Le fondateur de la fameuse dynastie de Bourgogne, c’est Philippe le Hardi. Il a donné une vive impulsion à l’activité artistique de Dijon, il a aimé la bonne chère, le jeu et les femmes. Son successeur a été Jean sans Peur, un prince rongé d’orgueil mais très maladroit pour gérer les affaires de l’état. Philippe le Bon, troisième Duc de Bourgogne et sans doute le plus célèbre, était né à Dijon et mort à Bruges. Il s’est conduit durant toute sa vie comme un prince fort habile, ambitieux, mécène et bon vivant. Philippe le Bon a profondément aimé les fêtes et les festins. Les historiens rapportent la magnificence d’un banquet donné par lui à Lille et à l’issue duquel son fils Charles le Téméraire et tous les seigneurs de sa Cour, ont fait le vœu de partir en croisade pour repousser les Turcs.

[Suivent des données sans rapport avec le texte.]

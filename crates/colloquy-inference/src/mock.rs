//! Mock analysis backend for deterministic testing.
//!
//! Provides a scripted [`AnalysisProvider`] with a per-call log and
//! explicit failure injection, so tests can assert exact call counts
//! (e.g. "the provider was never invoked below threshold").
//!
//! ## Usage
//!
//! ```rust
//! use colloquy_inference::mock::MockAnalysisBackend;
//! use colloquy_inference::{AnalysisProvider, AnalysisRequest};
//!
//! # #[tokio::main]
//! # async fn main() {
//! let backend = MockAnalysisBackend::new()
//!     .with_response("# Insight\nContext:\nbody\nTags: a\n");
//!
//! let req = AnalysisRequest {
//!     units: vec![],
//!     subject_id: "meeting-1".to_string(),
//!     invoker_id: "user-1".to_string(),
//! };
//! let response = backend.analyze(&req).await.unwrap();
//! assert!(response.raw_text.starts_with("# Insight"));
//! assert_eq!(backend.analyze_call_count(), 1);
//! # }
//! ```

use std::collections::HashMap;
use std::sync::{Arc, Mutex};

use async_trait::async_trait;

use colloquy_core::{Error, ErrorKind, Result};

use crate::provider::{AnalysisProvider, AnalysisRequest, AnalysisResponse};

/// Mock analysis backend.
#[derive(Clone)]
pub struct MockAnalysisBackend {
    config: Arc<MockConfig>,
    call_log: Arc<Mutex<Vec<MockCall>>>,
}

#[derive(Debug, Clone, Default)]
struct MockConfig {
    default_response: String,
    subject_responses: HashMap<String, String>,
    failure: Option<(ErrorKind, String)>,
}

/// One logged analysis invocation.
#[derive(Debug, Clone)]
pub struct MockCall {
    pub subject_id: String,
    pub invoker_id: String,
    pub unit_count: usize,
}

impl MockAnalysisBackend {
    /// Create a new mock backend with an empty default response payload.
    pub fn new() -> Self {
        Self {
            config: Arc::new(MockConfig {
                default_response: "# Insight\nContext:\nmock insight body\nTags: mock\n"
                    .to_string(),
                ..MockConfig::default()
            }),
            call_log: Arc::new(Mutex::new(Vec::new())),
        }
    }

    /// Set the payload returned for every analysis call.
    pub fn with_response(mut self, raw_text: impl Into<String>) -> Self {
        Arc::make_mut(&mut self.config).default_response = raw_text.into();
        self
    }

    /// Set the payload returned for a specific subject.
    pub fn with_response_for_subject(
        mut self,
        subject_id: impl Into<String>,
        raw_text: impl Into<String>,
    ) -> Self {
        Arc::make_mut(&mut self.config)
            .subject_responses
            .insert(subject_id.into(), raw_text.into());
        self
    }

    /// Make every analysis call fail with the given classified kind.
    pub fn with_failure(mut self, kind: ErrorKind, message: impl Into<String>) -> Self {
        Arc::make_mut(&mut self.config).failure = Some((kind, message.into()));
        self
    }

    /// Get all logged calls for assertion.
    pub fn calls(&self) -> Vec<MockCall> {
        self.call_log.lock().unwrap().clone()
    }

    /// Number of analyze calls made.
    pub fn analyze_call_count(&self) -> usize {
        self.call_log.lock().unwrap().len()
    }

    /// Clear the call log.
    pub fn clear_calls(&self) {
        self.call_log.lock().unwrap().clear()
    }

    fn failure_error(kind: ErrorKind, message: &str) -> Error {
        match kind {
            ErrorKind::ApiError => Error::Api(message.to_string()),
            ErrorKind::ValidationError => Error::Validation(message.to_string()),
            ErrorKind::ParseError => Error::Parse(message.to_string()),
            ErrorKind::NetworkError => Error::Network(message.to_string()),
            ErrorKind::DbError => Error::Internal(message.to_string()),
        }
    }
}

impl Default for MockAnalysisBackend {
    fn default() -> Self {
        Self::new()
    }
}

#[async_trait]
impl AnalysisProvider for MockAnalysisBackend {
    async fn analyze(&self, req: &AnalysisRequest) -> Result<AnalysisResponse> {
        self.call_log.lock().unwrap().push(MockCall {
            subject_id: req.subject_id.clone(),
            invoker_id: req.invoker_id.clone(),
            unit_count: req.units.len(),
        });

        if let Some((kind, message)) = &self.config.failure {
            return Err(Self::failure_error(*kind, message));
        }

        let raw_text = self
            .config
            .subject_responses
            .get(&req.subject_id)
            .unwrap_or(&self.config.default_response)
            .clone();

        Ok(AnalysisResponse { raw_text })
    }

    async fn health_check(&self) -> Result<bool> {
        Ok(true)
    }

    fn model_name(&self) -> &str {
        "mock-analysis"
    }
}

#[cfg(test)]
mod tests {
    use super::*;

    fn req(subject: &str) -> AnalysisRequest {
        AnalysisRequest {
            units: vec![],
            subject_id: subject.to_string(),
            invoker_id: "user-1".to_string(),
        }
    }

    #[tokio::test]
    async fn test_mock_default_response() {
        let backend = MockAnalysisBackend::new();
        let response = backend.analyze(&req("m")).await.unwrap();
        assert!(response.raw_text.contains("mock insight body"));
    }

    #[tokio::test]
    async fn test_mock_fixed_response() {
        let backend = MockAnalysisBackend::new().with_response("custom payload");
        let response = backend.analyze(&req("m")).await.unwrap();
        assert_eq!(response.raw_text, "custom payload");
    }

    #[tokio::test]
    async fn test_mock_subject_mapping() {
        let backend = MockAnalysisBackend::new()
            .with_response("default")
            .with_response_for_subject("special", "special payload");

        assert_eq!(backend.analyze(&req("m")).await.unwrap().raw_text, "default");
        assert_eq!(
            backend.analyze(&req("special")).await.unwrap().raw_text,
            "special payload"
        );
    }

    #[tokio::test]
    async fn test_mock_call_logging() {
        let backend = MockAnalysisBackend::new();
        backend.analyze(&req("a")).await.unwrap();
        backend.analyze(&req("b")).await.unwrap();

        assert_eq!(backend.analyze_call_count(), 2);
        let calls = backend.calls();
        assert_eq!(calls[0].subject_id, "a");
        assert_eq!(calls[1].subject_id, "b");

        backend.clear_calls();
        assert_eq!(backend.analyze_call_count(), 0);
    }

    #[tokio::test]
    async fn test_mock_failure_injection() {
        let backend =
            MockAnalysisBackend::new().with_failure(ErrorKind::NetworkError, "unreachable");

        let err = backend.analyze(&req("m")).await.unwrap_err();
        assert!(matches!(err, Error::Network(_)));
        // Failed calls are still logged.
        assert_eq!(backend.analyze_call_count(), 1);
    }

    #[tokio::test]
    async fn test_mock_clones_share_call_log() {
        let backend = MockAnalysisBackend::new();
        let clone = backend.clone();
        clone.analyze(&req("m")).await.unwrap();
        assert_eq!(backend.analyze_call_count(), 1);
    }
}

Les serments ont été prononcés sur la tête d’un faisan vivant d’où sa dénomination : Festin du Vœu du Faisan.

Les femmes ont beaucoup intéressé Philippe le Bon. Il paraît qu’il eut 30 maîtresses et, bien entendu, 17 bâtards affichés ainsi que plusieurs filles illégitimes. Un des bâtards de Philippe le Bon a été baptisé David de Bourgogne et, grâce à son père, il a été nommé évêque d’Utrecht, principauté située à un croisement de l’Europe entre l’Allemagne et l’Angleterre. Son fils légitime, Charles le Téméraire, est devenu un seigneur plein de convoitises territoriales. Il a voulu englober Liège dans son domaine ducal mais nos révoltes à son encontre nous ont valu les trop célèbres sac et carnage de la ville en 1468. Désireux d’être pardonné, il a offert à Liège, trois ans plus tard, un reliquaire, joyau d’orfèvrerie. Il est conservé dans le trésor de la cathédrale Saint-Paul à Liège.

Prononcez “Dijon” et immédiatement les personnes pensent “moutarde”. Elles ont bien raison car elle y est confectionnée depuis six siècles ! L’usine Amora-Maille s’est édifiée près du canal de Bourgogne et il est bon de savoir que la production de ce condiment peut atteindre les 100 tonnes par jour !

Une artère fluviale a également enrichi Dijon et ses environs : le canal de Bourgogne. Ce vénérable chemin d’eau qui a 180 ans s’étire sur 242 km et joint l’Yonne à la Saône. Le déclin commercial s’est amorcé à la fin du 19e siècle. Heureusement, de nos jours, la vocation de ce merveilleux canal, c’est la plaisance. Quant aux cyclistes, ils apprécient beaucoup les chemins de halage.

Les Chemins de Fer de Bourgogne gardent le souvenir d’un de leurs ingénieurs du P.L.M. qui a eu la fibre littéraire : Henri Vincenot. Il a été tour à tour rédacteur en chef du magazine “La Vie du Rail”, écrivain, peintre, sculpteur et conteur. Henri Vincenot est né à Dijon et il est mort à Commarin, à 77 ans. Citons, parmi ses ouvrages : Le Pape des escargots, La Billebaude, Le maître des abeilles et bien d’autres…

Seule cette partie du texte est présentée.